SANITÀ MENTALE E DIRITTI UMANI: COME DIFENDERE I DIRITTI DEGLI ULTIMI

Una nuova politica non può essere solo “economicista”

Qui un video in cui leggo l’articolo, insieme ad altre considerazioni ispirate alla cronaca

 

di Massimo Franceschini

 

Come ripeto spesso, credo che il fenomeno politico più eclatante della modernità sia la progressiva perdita di sovranità per lo Stato di diritto, in favore di organismi internazionali controllati da logge e centri di potere finanziari più o meno occulti.

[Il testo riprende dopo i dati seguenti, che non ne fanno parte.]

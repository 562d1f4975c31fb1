use image::RgbaImage;
use std::path::{Path, PathBuf};
use thiserror::Error;

#[derive(Error, Debug)]
pub enum ThumbnailError {
    #[error("rasterization capability unavailable")]
    CapabilityUnavailable,
    #[error("page {page_index} not found in {path} ({page_count} pages)")]
    PageNotFound {
        path: PathBuf,
        page_index: usize,
        page_count: usize,
    },
    #[error("source not readable: {path}: {reason}")]
    SourceUnreadable { path: PathBuf, reason: String },
    #[error("image error: {0}")]
    Image(#[from] image::ImageError),
    #[error("IO error: {0}")]
    Io(#[from] std::io::Error),
}

pub type Result<T> = std::result::Result<T, ThumbnailError>;

/// Rasterization capability: turn one page of one source into an RGBA
/// bitmap at the given DPI.
///
/// Implementations live with the embedding application (the GUI binds
/// pdfium); the cache only needs this seam, so the capability can be absent
/// at runtime and everything downstream degrades to
/// [`ThumbnailError::CapabilityUnavailable`].
pub trait RenderBackend: Send {
    fn render(&self, source: &Path, page_index: usize, dpi: u32) -> Result<RgbaImage>;
}
use std::sync::Arc;
use std::sync::atomic::{AtomicBool, Ordering};

/// Cooperative stop flag for batch work.
///
/// Clones share the same state; workers check the flag between per-file
/// units and stop issuing further notifications once it is set.
#[derive(Clone, Default)]
pub struct CancelFlag {
    canceled: Arc<AtomicBool>,
}

impl CancelFlag {
    pub fn new() -> Self {
        Self::default()
    }

    /// Request cancellation. Idempotent; observed by every clone.
    pub fn cancel(&self) {
        self.canceled.store(true, Ordering::Release);
    }

    pub fn is_canceled(&self) -> bool {
        self.canceled.load(Ordering::Acquire)
    }
}

impl std::fmt::Debug for CancelFlag {
    fn fmt(&self, f: &mut std::fmt::Formatter<'_>) -> std::fmt::Result {
        f.debug_struct("CancelFlag")
            .field("canceled", &self.is_canceled())
            .finish()
    }
}
use eframe::egui;
use log::Level;

use crate::logger::AppLogger;

pub fn show_log(ctx: &egui::Context, open: &mut bool, logger: &AppLogger) {
    egui::Window::new("Log")
        .open(open)
        .default_width(520.0)
        .show(ctx, |ui| {
            if ui.small_button("Clear").clicked() {
                logger.clear();
            }
            ui.separator();
            egui::ScrollArea::vertical()
                .stick_to_bottom(true)
                .show(ui, |ui| {
                    for entry in logger.entries() {
                        let color = match entry.level {
                            Level::Error => ui.visuals().error_fg_color,
                            Level::Warn => ui.visuals().warn_fg_color,
                            _ => ui.visuals().text_color(),
                        };
                        ui.colored_label(
                            color,
                            format!(
                                "{} [{}] {}: {}",
                                entry.timestamp.format("%H:%M:%S"),
                                entry.level,
                                entry.target,
                                entry.message
                            ),
                        );
                    }
                });
        });
}
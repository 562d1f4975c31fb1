//! Ordered page collections for the input and output areas.
//!
//! The output collection is the user-curated, duplicate-free sequence that
//! the final document is assembled from. Input collections mirror a source
//! file's natural page order and stay read-only apart from being populated
//! at load time. Structural changes are pushed to registered listeners; the
//! collection itself holds no rendering state.

use crate::types::{PageId, PageRef, PageToolError, Result, Rotation};

/// Which role a collection plays. Rotation is only exposed on the output
/// role; input page handles are never mutated before commit.
#[derive(Debug, Clone, Copy, PartialEq, Eq)]
pub enum Role {
    Input,
    Output,
}

/// Tag describing what a change notification is about.
#[derive(Debug, Clone)]
pub enum ChangeKind {
    Added(PageRef),
    Removed(PageRef),
    Reordered { from: usize, to: usize },
    Rotated(PageId),
    Cleared,
}

type Listener = Box<dyn Fn(&[PageRef], &ChangeKind) + Send>;

pub struct PageCollection {
    role: Role,
    pages: Vec<PageRef>,
    listeners: Vec<Listener>,
}

impl PageCollection {
    pub fn new_input() -> Self {
        Self::new(Role::Input)
    }

    pub fn new_output() -> Self {
        Self::new(Role::Output)
    }

    fn new(role: Role) -> Self {
        Self {
            role,
            pages: Vec::new(),
            listeners: Vec::new(),
        }
    }

    /// Build an input collection for an opened source: one `PageRef` per
    /// page, rotation zero.
    pub fn from_source(source: impl Into<std::path::PathBuf>, page_count: usize) -> Self {
        let source = source.into();
        let mut collection = Self::new(Role::Input);
        collection.pages = (0..page_count)
            .map(|i| PageRef::new(source.clone(), i))
            .collect();
        collection
    }

    pub fn role(&self) -> Role {
        self.role
    }

    pub fn len(&self) -> usize {
        self.pages.len()
    }

    pub fn is_empty(&self) -> bool {
        self.pages.is_empty()
    }

    pub fn pages(&self) -> &[PageRef] {
        &self.pages
    }

    pub fn snapshot(&self) -> Vec<PageRef> {
        self.pages.clone()
    }

    pub fn get(&self, index: usize) -> Option<&PageRef> {
        self.pages.get(index)
    }

    pub fn index_of(&self, id: &PageId) -> Option<usize> {
        self.pages.iter().position(|p| p.same_page(id))
    }

    pub fn contains(&self, id: &PageId) -> bool {
        self.index_of(id).is_some()
    }

    /// Register a change listener. Every structural mutation invokes all
    /// listeners with the new snapshot and a [`ChangeKind`] tag.
    pub fn subscribe(&mut self, listener: impl Fn(&[PageRef], &ChangeKind) + Send + 'static) {
        self.listeners.push(Box::new(listener));
    }

    fn notify(&self, kind: ChangeKind) {
        for listener in &self.listeners {
            listener(&self.pages, &kind);
        }
    }

    /// Append a page. Rejects logical duplicates with `DuplicateInsert`.
    pub fn append(&mut self, page: PageRef) -> Result<()> {
        self.insert(self.pages.len(), page)
    }

    /// Insert a page at `index` (clamped to the current length). Rejects
    /// logical duplicates with `DuplicateInsert`.
    pub fn insert(&mut self, index: usize, page: PageRef) -> Result<()> {
        if self.contains(&page.id) {
            return Err(PageToolError::DuplicateInsert(page.id));
        }
        let index = index.min(self.pages.len());
        self.pages.insert(index, page.clone());
        self.notify(ChangeKind::Added(page));
        Ok(())
    }

    /// Remove the first page matching `id` by logical identity.
    pub fn remove(&mut self, id: &PageId) -> Result<PageRef> {
        let index = self
            .index_of(id)
            .ok_or_else(|| PageToolError::NotFound(id.clone()))?;
        let removed = self.pages.remove(index);
        self.notify(ChangeKind::Removed(removed.clone()));
        Ok(removed)
    }

    /// Relocate the page at `from` to `to`. Equal indices are a no-op and
    /// emit no notification.
    pub fn move_page(&mut self, from: usize, to: usize) -> Result<()> {
        if from >= self.pages.len() {
            return Err(PageToolError::IndexOutOfRange(from));
        }
        let to = to.min(self.pages.len() - 1);
        if from == to {
            return Ok(());
        }
        let page = self.pages.remove(from);
        self.pages.insert(to, page);
        self.notify(ChangeKind::Reordered { from, to });
        Ok(())
    }

    /// Rotate a page by `delta` degrees clockwise (multiple of 90, may be
    /// negative). Only valid on the output role; callers must invalidate any
    /// cached artifacts for the page afterwards.
    pub fn rotate(&mut self, id: &PageId, delta: i32) -> Result<Rotation> {
        if self.role != Role::Output {
            return Err(PageToolError::InvalidRole("input"));
        }
        let index = self
            .index_of(id)
            .ok_or_else(|| PageToolError::NotFound(id.clone()))?;
        let rotation = self.pages[index]
            .rotation
            .rotated_by(delta)
            .ok_or_else(|| PageToolError::Spec(format!("invalid rotation delta {delta}")))?;
        self.pages[index].rotation = rotation;
        self.notify(ChangeKind::Rotated(id.clone()));
        Ok(rotation)
    }

    pub fn clear(&mut self) {
        if self.pages.is_empty() {
            return;
        }
        self.pages.clear();
        self.notify(ChangeKind::Cleared);
    }
}

impl std::fmt::Debug for PageCollection {
    fn fmt(&self, f: &mut std::fmt::Formatter<'_>) -> std::fmt::Result {
        f.debug_struct("PageCollection")
            .field("role", &self.role)
            .field("pages", &self.pages)
            .field("listeners", &self.listeners.len())
            .finish()
    }
}
//! Batch operations over a list of source files.
//!
//! Each operation writes new files and never mutates its sources. Per-file
//! failures are collected into the report instead of aborting the batch;
//! cancellation is checked between per-file units of work.

use std::path::{Path, PathBuf};

use crate::cancel::CancelFlag;
use crate::collection::PageCollection;
use crate::merge::{load_document, merge_pages, merge_sync};
use crate::types::{PageRef, PageToolError, Result, Rotation};

#[derive(Debug, Clone)]
pub enum BatchOperation {
    /// Concatenate every page of every file, in order, into one output.
    MergeAll { output: PathBuf },
    /// Write each page of each file as its own single-page PDF.
    Split { output_dir: PathBuf },
    /// Write a copy of each file with every page rotated by `rotation`.
    RotateAll {
        rotation: Rotation,
        output_dir: PathBuf,
    },
    /// Write a copy of each file containing only the given zero-based pages.
    Extract {
        page_indices: Vec<usize>,
        output_dir: PathBuf,
    },
    /// Re-save each file with streams compressed and unreferenced objects
    /// dropped.
    Optimize { output_dir: PathBuf },
}

#[derive(Debug, Clone)]
pub struct BatchJob {
    pub files: Vec<PathBuf>,
    pub operation: BatchOperation,
}

#[derive(Debug, Clone, Copy, PartialEq, Eq)]
pub enum BatchStatus {
    Completed,
    Canceled,
}

#[derive(Debug, Clone)]
pub struct BatchReport {
    pub status: BatchStatus,
    pub total: usize,
    pub processed: usize,
    pub succeeded: usize,
    /// Per-file failures, surfaced as a summary rather than aborting.
    pub failures: Vec<(PathBuf, String)>,
}

impl BatchReport {
    fn new(total: usize) -> Self {
        Self {
            status: BatchStatus::Completed,
            total,
            processed: 0,
            succeeded: 0,
            failures: Vec::new(),
        }
    }
}

/// Run a batch job. `progress` is invoked before each per-file unit with
/// (current, total, file); a canceled job stops reporting immediately and
/// finishes with `BatchStatus::Canceled`.
pub async fn run_batch(
    job: &BatchJob,
    cancel: &CancelFlag,
    mut progress: impl FnMut(usize, usize, &Path),
) -> Result<BatchReport> {
    // Merge-all consumes the whole file list as one collection.
    if let BatchOperation::MergeAll { output } = &job.operation {
        return merge_all(&job.files, output, cancel, progress).await;
    }

    let mut report = BatchReport::new(job.files.len());
    for (i, file) in job.files.iter().enumerate() {
        if cancel.is_canceled() {
            report.status = BatchStatus::Canceled;
            return Ok(report);
        }
        progress(i + 1, job.files.len(), file);

        let result = match &job.operation {
            BatchOperation::Split { output_dir } => {
                let file = file.clone();
                let dir = output_dir.clone();
                tokio::task::spawn_blocking(move || split_document(&file, &dir).map(|_| ()))
                    .await?
            }
            BatchOperation::RotateAll {
                rotation,
                output_dir,
            } => {
                let file = file.clone();
                let out = output_dir.join(derived_name(&file, "rotated"));
                let rotation = *rotation;
                tokio::task::spawn_blocking(move || rotate_document(&file, rotation, &out)).await?
            }
            BatchOperation::Extract {
                page_indices,
                output_dir,
            } => {
                let file = file.clone();
                let out = output_dir.join(derived_name(&file, "extracted"));
                let indices = page_indices.clone();
                tokio::task::spawn_blocking(move || extract_document(&file, &indices, &out))
                    .await?
            }
            BatchOperation::Optimize { output_dir } => {
                let file = file.clone();
                let out = output_dir.join(derived_name(&file, "optimized"));
                tokio::task::spawn_blocking(move || optimize_document(&file, &out)).await?
            }
            BatchOperation::MergeAll { .. } => unreachable!(),
        };

        report.processed += 1;
        match result {
            Ok(()) => report.succeeded += 1,
            Err(e) => report.failures.push((file.clone(), e.to_string())),
        }
    }
    Ok(report)
}

async fn merge_all(
    files: &[PathBuf],
    output: &Path,
    cancel: &CancelFlag,
    mut progress: impl FnMut(usize, usize, &Path),
) -> Result<BatchReport> {
    let mut report = BatchReport::new(files.len());
    let mut collection = PageCollection::new_output();

    for (i, file) in files.iter().enumerate() {
        if cancel.is_canceled() {
            report.status = BatchStatus::Canceled;
            return Ok(report);
        }
        progress(i + 1, files.len(), file);

        match crate::merge::load_source(file).await {
            Ok(info) => {
                for index in 0..info.page_count {
                    // A file listed twice only contributes its pages once.
                    let _ = collection.append(PageRef::new(info.path.clone(), index));
                }
                report.processed += 1;
                report.succeeded += 1;
            }
            Err(e) => {
                report.processed += 1;
                report.failures.push((file.clone(), e.to_string()));
            }
        }
    }

    if collection.is_empty() {
        return Err(PageToolError::NoPages);
    }
    merge_pages(collection.pages(), output).await?;
    Ok(report)
}

/// Split one document into single-page files named `{stem}_page_{n}.pdf`.
/// Returns the paths written.
pub fn split_document(path: &Path, output_dir: &Path) -> Result<Vec<PathBuf>> {
    let page_count = load_document(path)?.get_pages().len();
    let stem = PageRef::new(path, 0).id.source_stem();

    let mut written = Vec::with_capacity(page_count);
    for index in 0..page_count {
        let out = output_dir.join(format!("{}_page_{}.pdf", stem, index + 1));
        save_document(merge_sync(&[PageRef::new(path, index)])?, &out)?;
        written.push(out);
    }
    Ok(written)
}

/// Write a copy of `path` with every page rotated by `rotation`.
pub fn rotate_document(path: &Path, rotation: Rotation, output: &Path) -> Result<()> {
    let page_count = load_document(path)?.get_pages().len();
    let pages: Vec<PageRef> = (0..page_count)
        .map(|i| PageRef::new(path, i).with_rotation(rotation))
        .collect();
    save_document(merge_sync(&pages)?, output)
}

/// Write a copy of `path` containing only the given zero-based pages, in
/// the order given.
pub fn extract_document(path: &Path, page_indices: &[usize], output: &Path) -> Result<()> {
    let pages: Vec<PageRef> = page_indices
        .iter()
        .map(|&i| PageRef::new(path, i))
        .collect();
    save_document(merge_sync(&pages)?, output)
}

/// Re-save `path` with streams compressed and objects nothing references
/// removed. Often shrinks files written by tools that never clean up after
/// themselves.
pub fn optimize_document(path: &Path, output: &Path) -> Result<()> {
    let mut doc = load_document(path)?;
    doc.prune_objects();
    doc.compress();
    save_document(doc, output)
}

/// Write via a sibling temp file and rename, removing the temp file if any
/// step fails. Blocking counterpart of the merge writer.
fn save_document(mut doc: lopdf::Document, output: &Path) -> Result<()> {
    let mut writer = Vec::new();
    doc.save_to(&mut writer)?;

    let mut tmp = output.as_os_str().to_owned();
    tmp.push(".part");
    let tmp = PathBuf::from(tmp);

    if let Err(e) = std::fs::write(&tmp, &writer) {
        let _ = std::fs::remove_file(&tmp);
        return Err(e.into());
    }
    if let Err(e) = std::fs::rename(&tmp, output) {
        let _ = std::fs::remove_file(&tmp);
        return Err(e.into());
    }
    Ok(())
}

fn derived_name(path: &Path, suffix: &str) -> String {
    let stem = path
        .file_stem()
        .map(|s| s.to_string_lossy().into_owned())
        .unwrap_or_else(|| "output".to_string());
    format!("{stem}_{suffix}.pdf")
}
mod batch;
mod input;
mod log;
mod output;
mod settings;
mod widgets;

pub use batch::{BatchAction, BatchChoice, show_batch};
pub use input::{InputAction, show_input};
pub use log::show_log;
pub use output::{OutputAction, show_output};
pub use settings::{SettingsAction, show_settings};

Tale sottrazione è giustificata dal sistema politico-mediatico come “globalizzazione”, con la “crisi” e con varie pretese di pace e coordinamento internazionale, mentre in effetti possiamo vvedere come al contrario la tendenza al riarmo e lo studio di nuove armi sempre più letali/invasive sia all’ordine del giorno.

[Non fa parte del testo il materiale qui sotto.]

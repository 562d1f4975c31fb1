use image::{Rgba, RgbaImage};
use pdf_pages::{PageRef, Rotation};
use pdf_thumbnails::{DEFAULT_BASE_DPI, RenderBackend, Result, ThumbnailCache, ThumbnailError};
use std::path::{Path, PathBuf};
use std::sync::Arc;
use std::sync::atomic::{AtomicUsize, Ordering};
use tempfile::TempDir;

/// Deterministic backend: a solid color derived from the page index, page
/// count fixed at construction, render invocations counted.
struct FakeBackend {
    page_count: usize,
    renders: Arc<AtomicUsize>,
}

impl FakeBackend {
    fn new(page_count: usize) -> (Self, Arc<AtomicUsize>) {
        let renders = Arc::new(AtomicUsize::new(0));
        (
            Self {
                page_count,
                renders: renders.clone(),
            },
            renders,
        )
    }
}

impl RenderBackend for FakeBackend {
    fn render(&self, source: &Path, page_index: usize, _dpi: u32) -> Result<RgbaImage> {
        if !source.exists() {
            return Err(ThumbnailError::SourceUnreadable {
                path: source.to_owned(),
                reason: "no such file".to_string(),
            });
        }
        if page_index >= self.page_count {
            return Err(ThumbnailError::PageNotFound {
                path: source.to_owned(),
                page_index,
                page_count: self.page_count,
            });
        }
        self.renders.fetch_add(1, Ordering::SeqCst);
        let shade = (page_index * 40) as u8;
        Ok(RgbaImage::from_pixel(
            400,
            600,
            Rgba([shade, shade, 255, 255]),
        ))
    }
}

fn fake_source(dir: &TempDir) -> PathBuf {
    let path = dir.path().join("doc.pdf");
    std::fs::write(&path, b"%PDF-1.7 stub").unwrap();
    path
}

fn cache_with(page_count: usize, max_bytes: u64) -> (ThumbnailCache, Arc<AtomicUsize>) {
    let (backend, renders) = FakeBackend::new(page_count);
    let cache = ThumbnailCache::new(Box::new(backend), 100, max_bytes).unwrap();
    (cache, renders)
}

#[test]
fn test_second_read_is_a_cache_hit() {
    let dir = TempDir::new().unwrap();
    let source = fake_source(&dir);
    let (mut cache, renders) = cache_with(3, 64 * 1024 * 1024);

    let page = PageRef::new(&source, 0);
    let first = cache.get_or_render(&page, (160, 220)).unwrap();
    let second = cache.get_or_render(&page, (160, 220)).unwrap();

    assert_eq!(first, second);
    assert!(first.exists());
    assert_eq!(renders.load(Ordering::SeqCst), 1);
}

#[test]
fn test_rotation_change_forces_fresh_artifact() {
    let dir = TempDir::new().unwrap();
    let source = fake_source(&dir);
    let (mut cache, renders) = cache_with(3, 64 * 1024 * 1024);

    let page = PageRef::new(&source, 1);
    let before = cache.get_or_render(&page, (160, 220)).unwrap();

    // Rotation changed: invalidate the logical page, then re-read.
    cache.invalidate(&page.id);
    assert!(!before.exists(), "stale artifact must not linger on disk");

    let rotated = page.clone().with_rotation(Rotation::Clockwise90);
    let after = cache.get_or_render(&rotated, (160, 220)).unwrap();

    assert_ne!(before, after);
    assert_eq!(renders.load(Ordering::SeqCst), 2);
}

#[test]
fn test_rotated_artifact_swaps_dimensions() {
    let dir = TempDir::new().unwrap();
    let source = fake_source(&dir);
    let (mut cache, _) = cache_with(3, 64 * 1024 * 1024);

    // Target box larger than the 400x600 render, so no downscaling happens
    // and the rotation's frame expansion is directly observable.
    let page = PageRef::new(&source, 0).with_rotation(Rotation::Clockwise90);
    let path = cache.get_or_render(&page, (1000, 1000)).unwrap();

    assert_eq!(image::image_dimensions(&path).unwrap(), (600, 400));
}

#[test]
fn test_downsample_fits_target_box() {
    let dir = TempDir::new().unwrap();
    let source = fake_source(&dir);
    let (mut cache, _) = cache_with(3, 64 * 1024 * 1024);

    let page = PageRef::new(&source, 0);
    let path = cache.get_or_render(&page, (160, 220)).unwrap();

    let (width, height) = image::image_dimensions(&path).unwrap();
    assert!(width <= 160);
    assert!(height <= 220);
    // Aspect ratio of the 400x600 source is preserved.
    assert_eq!((width, height), (147, 220));
}

#[test]
fn test_distinct_sizes_are_distinct_keys() {
    let dir = TempDir::new().unwrap();
    let source = fake_source(&dir);
    let (mut cache, renders) = cache_with(3, 64 * 1024 * 1024);

    let page = PageRef::new(&source, 0);
    let small = cache.get_or_render(&page, (80, 110)).unwrap();
    let large = cache.get_or_render(&page, (160, 220)).unwrap();

    assert_ne!(small, large);
    assert_eq!(renders.load(Ordering::SeqCst), 2);
    assert_eq!(cache.len(), 2);
}

#[test]
fn test_without_backend_reports_capability_unavailable() {
    let dir = TempDir::new().unwrap();
    let source = fake_source(&dir);
    let mut cache = ThumbnailCache::without_backend(64 * 1024 * 1024).unwrap();
    assert!(!cache.has_backend());

    let result = cache.get_or_render(&PageRef::new(&source, 0), (160, 220));
    assert!(matches!(result, Err(ThumbnailError::CapabilityUnavailable)));
}

#[test]
fn test_page_not_found_propagates() {
    let dir = TempDir::new().unwrap();
    let source = fake_source(&dir);
    let (mut cache, _) = cache_with(2, 64 * 1024 * 1024);

    let result = cache.get_or_render(&PageRef::new(&source, 5), (160, 220));
    assert!(matches!(
        result,
        Err(ThumbnailError::PageNotFound { page_index: 5, .. })
    ));
}

#[test]
fn test_missing_source_propagates() {
    let dir = TempDir::new().unwrap();
    let (mut cache, _) = cache_with(2, 64 * 1024 * 1024);

    let missing = dir.path().join("gone.pdf");
    let result = cache.get_or_render(&PageRef::new(&missing, 0), (160, 220));
    assert!(matches!(
        result,
        Err(ThumbnailError::SourceUnreadable { .. })
    ));
}

#[test]
fn test_eviction_respects_byte_budget() {
    let dir = TempDir::new().unwrap();
    let source = fake_source(&dir);
    // Budget of one byte: only the most recent artifact survives.
    let (mut cache, _) = cache_with(4, 1);

    let first = cache.get_or_render(&PageRef::new(&source, 0), (160, 220)).unwrap();
    let second = cache.get_or_render(&PageRef::new(&source, 1), (160, 220)).unwrap();

    assert_eq!(cache.len(), 1);
    assert!(!first.exists());
    assert!(second.exists());
}

#[test]
fn test_renders_at_construction_dpi() {
    struct RecordingBackend(Arc<AtomicUsize>);
    impl RenderBackend for RecordingBackend {
        fn render(&self, _source: &Path, _page_index: usize, dpi: u32) -> Result<RgbaImage> {
            self.0.store(dpi as usize, Ordering::SeqCst);
            Ok(RgbaImage::from_pixel(400, 600, Rgba([0, 0, 0, 255])))
        }
    }

    let dir = TempDir::new().unwrap();
    let source = fake_source(&dir);
    let seen = Arc::new(AtomicUsize::new(0));
    let mut cache = ThumbnailCache::new(
        Box::new(RecordingBackend(seen.clone())),
        DEFAULT_BASE_DPI,
        64 * 1024 * 1024,
    )
    .unwrap();

    cache
        .get_or_render(&PageRef::new(&source, 0), (160, 220))
        .unwrap();
    assert_eq!(seen.load(Ordering::SeqCst) as u32, DEFAULT_BASE_DPI);
    assert_eq!(DEFAULT_BASE_DPI, 100);
}

#[test]
fn test_lookup_any_ignores_rotation_and_size() {
    let dir = TempDir::new().unwrap();
    let source = fake_source(&dir);
    let (mut cache, _) = cache_with(3, 64 * 1024 * 1024);

    let page = PageRef::new(&source, 2).with_rotation(Rotation::Clockwise180);
    let rendered = cache.get_or_render(&page, (160, 220)).unwrap();

    let found = cache.lookup_any(&page.id);
    assert_eq!(found, Some(rendered));
    assert_eq!(cache.lookup_any(&PageRef::new(&source, 0).id), None);
}

#[test]
fn test_invalidate_all_clears_storage() {
    let dir = TempDir::new().unwrap();
    let source = fake_source(&dir);
    let (mut cache, _) = cache_with(3, 64 * 1024 * 1024);

    let a = cache.get_or_render(&PageRef::new(&source, 0), (160, 220)).unwrap();
    let b = cache.get_or_render(&PageRef::new(&source, 1), (160, 220)).unwrap();

    cache.invalidate_all();
    assert!(cache.is_empty());
    assert!(!a.exists());
    assert!(!b.exists());
}

#[test]
fn test_shutdown_removes_temp_storage() {
    let dir = TempDir::new().unwrap();
    let source = fake_source(&dir);
    let (mut cache, _) = cache_with(3, 64 * 1024 * 1024);

    let artifact = cache.get_or_render(&PageRef::new(&source, 0), (160, 220)).unwrap();
    let storage_dir = artifact.parent().unwrap().to_owned();

    cache.shutdown();
    assert!(!storage_dir.exists());
}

Ciò che normalmente non consideriamo, è quanto tale de-sovranizzazione delle nazioni sia “secondaria” a quella delle nostre stesse vite.

Infatti, se è vero come è vero che le costituzioni moderne si basano sulla fondamentale “etica laica” che fa capo alla Dichiarazione universale dei diritti dell’uomo, è del tutto evidente che i 30 diritti umani siano per la maggior parte trascurati e non sufficientemente attuati in molti ambiti.

Uno di questi è fondamentale, al pari del tradimento dei cosiddetti “diritti sociali”, perché investe potenzialmente la libertà e la dignità di ogni uomo, che è alla base di ogni altro diritto: sto parlando dell’ambito della “sofferenza mentale” e del comportamento umano.

Le violazioni dei diritti umani in questo ambito creano una delle “categorie” più svantaggiate, gli “ultimi” della società, senza più diritti e dignità.

Lo stigma psichiatrizzante e la “cura” che investono le sfortunate vittime di questo sistema, sono permessi da una cultura laicista sbilanciata verso un “materialismo” e un “tecnicismo” che sanno tanto di “modernità”, certo non di umanità.

Ci ritroviamo così incuranti delle istanze umanistiche e non teniamo conto della irriducibilità del comportamento umano, se non con la violenza, a parametri di controllo che non si differenziano poi tanto dai vecchi oscurantismi di altro segno.

Tutto ciò vede la politica generalmente insensibile e “pilatesca”, tendente a preferire un “controllo” violento e autoritario al vero aiuto, alla cultura e alla libertà.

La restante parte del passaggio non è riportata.